Transcribe the records below exactly, from their first line through the line containing "pub enum ImportError". Omit every line after it.

━━━ MATERIAL SHOWN ━━━

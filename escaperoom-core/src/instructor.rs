//! Instructor aggregator: a read model over the shared namespace.
//!
//! The board never writes player records on its own; token import is the
//! one trusted upsert (last received token wins, no merging of concurrent
//! partial updates). Polling cadence and timer teardown belong to the UI
//! layer; `refresh` is just the poll body.

use std::collections::BTreeMap;

use thiserror::Error;

use crate::ProgressStorage;
use crate::constants::STALENESS_THRESHOLD_MS;
use crate::missions::MISSION_COUNT;
use crate::persist::{self, PersistError, SharedEntry};
use crate::token::{self, TokenError};

/// Derived per-player statistics, computed at read time and never stored.
#[derive(Debug, Clone, PartialEq, Eq)]
pub struct PlayerSummary {
    pub completed: usize,
    /// Completed missions as a percentage of the catalog.
    pub completion_pct: u8,
    /// Average score across completed missions; 0 when none completed.
    pub avg_score: u8,
    /// Average quiz score across missions that reported one; 0 otherwise.
    pub avg_quiz: u8,
    pub active: bool,
}

/// Token import failure; nothing is written on any error path.
#[derive(Debug, Error)]
pub enum ImportError {
    #[error(transparent)]
    Token(#[from] TokenError),
    #[error(transparent)]
    Persist(#[from] PersistError),
}

/// Read model over the shared namespace, refreshed by polling.
pub struct InstructorBoard<S: ProgressStorage> {
    storage: S,
    roster: BTreeMap<String, SharedEntry>,
}

impl<S: ProgressStorage> InstructorBoard<S> {
    pub const fn new(storage: S) -> Self {
        Self {
            storage,
            roster: BTreeMap::new(),
        }
    }

    /// Re-read the shared namespace. Call this on the UI's polling
    /// interval; the board holds no timer of its own.
    ///
    /// # Errors
    ///
    /// Returns an error if the backend cannot be read; the previous
    /// roster snapshot is kept in that case.
    pub fn refresh(&mut self) -> Result<(), PersistError> {
        self.roster = persist::load_shared(&self.storage)?;
        Ok(())
    }

    /// All known players, most recently updated first. Ties break by
    /// player id so the ordering is deterministic.
    #[must_use]
    pub fn players(&self) -> Vec<&SharedEntry> {
        let mut entries: Vec<&SharedEntry> = self.roster.values().collect();
        entries.sort_by(|a, b| {
            b.last_update
                .cmp(&a.last_update)
                .then_with(|| a.player.id.cmp(&b.player.id))
        });
        entries
    }

    /// Decode a pasted token and upsert the player it describes into the
    /// shared namespace. Malformed tokens are rejected with no partial
    /// write. Returns the imported player's id.
    ///
    /// # Errors
    ///
    /// Returns an error for malformed tokens or a failed backend write.
    pub fn import_token(&mut self, token: &str, now_ms: u64) -> Result<String, ImportError> {
        let player = token::decode_token(token)?.into_player();
        let player_id = player.id.clone();
        persist::save_player_to_shared(&self.storage, &player, now_ms)?;
        self.roster.insert(
            player_id.clone(),
            SharedEntry {
                player,
                last_update: now_ms,
            },
        );
        Ok(player_id)
    }

    /// Explicit instructor delete: drops the player from the shared
    /// namespace and the local snapshot.
    ///
    /// # Errors
    ///
    /// Returns an error if the backend write fails.
    pub fn remove_player(&mut self, player_id: &str) -> Result<(), PersistError> {
        persist::remove_from_shared(&self.storage, player_id)?;
        self.roster.remove(player_id);
        Ok(())
    }

    /// Whether a player counts as active at `now_ms`.
    #[must_use]
    pub fn is_active(entry: &SharedEntry, now_ms: u64) -> bool {
        now_ms.saturating_sub(entry.last_update) < STALENESS_THRESHOLD_MS
    }

    /// Derived statistics for one roster entry.
    #[must_use]
    pub fn summary(entry: &SharedEntry, now_ms: u64) -> PlayerSummary {
        let player = &entry.player;
        let completed = player.completed_count();
        let completion_pct = (completed * 100 / usize::from(MISSION_COUNT)) as u8;

        let completed_scores: Vec<u32> = player
            .progress
            .values()
            .filter(|p| p.completed)
            .map(|p| u32::from(p.score))
            .collect();
        let avg_score = average(&completed_scores);

        let quiz_scores: Vec<u32> = player
            .progress
            .values()
            .filter_map(|p| p.quiz_score.map(u32::from))
            .collect();
        let avg_quiz = average(&quiz_scores);

        PlayerSummary {
            completed,
            completion_pct,
            avg_score,
            avg_quiz,
            active: Self::is_active(entry, now_ms),
        }
    }

    /// Export the roster as CSV with a fixed column order, one row per
    /// player in the same order as [`Self::players`].
    #[must_use]
    pub fn export_csv(&self, now_ms: u64) -> String {
        let mut out = String::from(
            "player_id,name,difficulty,current_mission,completed,completion_pct,avg_score,avg_quiz,total_minutes,active\n",
        );
        for entry in self.players() {
            let player = &entry.player;
            let stats = Self::summary(entry, now_ms);
            let row = [
                csv_field(&player.id),
                csv_field(&player.name),
                player.difficulty.to_string(),
                player.current_mission.to_string(),
                stats.completed.to_string(),
                stats.completion_pct.to_string(),
                stats.avg_score.to_string(),
                stats.avg_quiz.to_string(),
                (player.total_time_ms / 60_000).to_string(),
                stats.active.to_string(),
            ];
            out.push_str(&row.join(","));
            out.push('\n');
        }
        out
    }
}

/// Integer average rounded to nearest; defined as 0 over zero elements.
fn average(values: &[u32]) -> u8 {
    if values.is_empty() {
        return 0;
    }
    let sum: u32 = values.iter().sum();
    let count = values.len() as u32;
    ((sum + count / 2) / count).min(100) as u8
}

/// Quote a field when it contains CSV metacharacters.
fn csv_field(value: &str) -> String {
    if value.contains(',') || value.contains('"') || value.contains('\n') {
        format!("\"{}\"", value.replace('"', "\"\""))
    } else {
        value.to_string()
    }
}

━━━

_ANSWER TO THIS TASK_.
filename escaperoom-core/src/instructor.rs
//! Instructor aggregator: a read model over the shared namespace.
//!
//! The board never writes player records on its own; token import is the
//! one trusted upsert (last received token wins, no merging of concurrent
//! partial updates). Polling cadence and timer teardown belong to the UI
//! layer; `refresh` is just the poll body.

use std::collections::BTreeMap;

use thiserror::Error;

use crate::ProgressStorage;
use crate::constants::STALENESS_THRESHOLD_MS;
use crate::missions::MISSION_COUNT;
use crate::persist::{self, PersistError, SharedEntry};
use crate::token::{self, TokenError};

/// Derived per-player statistics, computed at read time and never stored.
#[derive(Debug, Clone, PartialEq, Eq)]
pub struct PlayerSummary {
    pub completed: usize,
    /// Completed missions as a percentage of the catalog.
    pub completion_pct: u8,
    /// Average score across completed missions; 0 when none completed.
    pub avg_score: u8,
    /// Average quiz score across missions that reported one; 0 otherwise.
    pub avg_quiz: u8,
    pub active: bool,
}

/// Token import failure; nothing is written on any error path.
#[derive(Debug, Error)]
pub enum ImportError {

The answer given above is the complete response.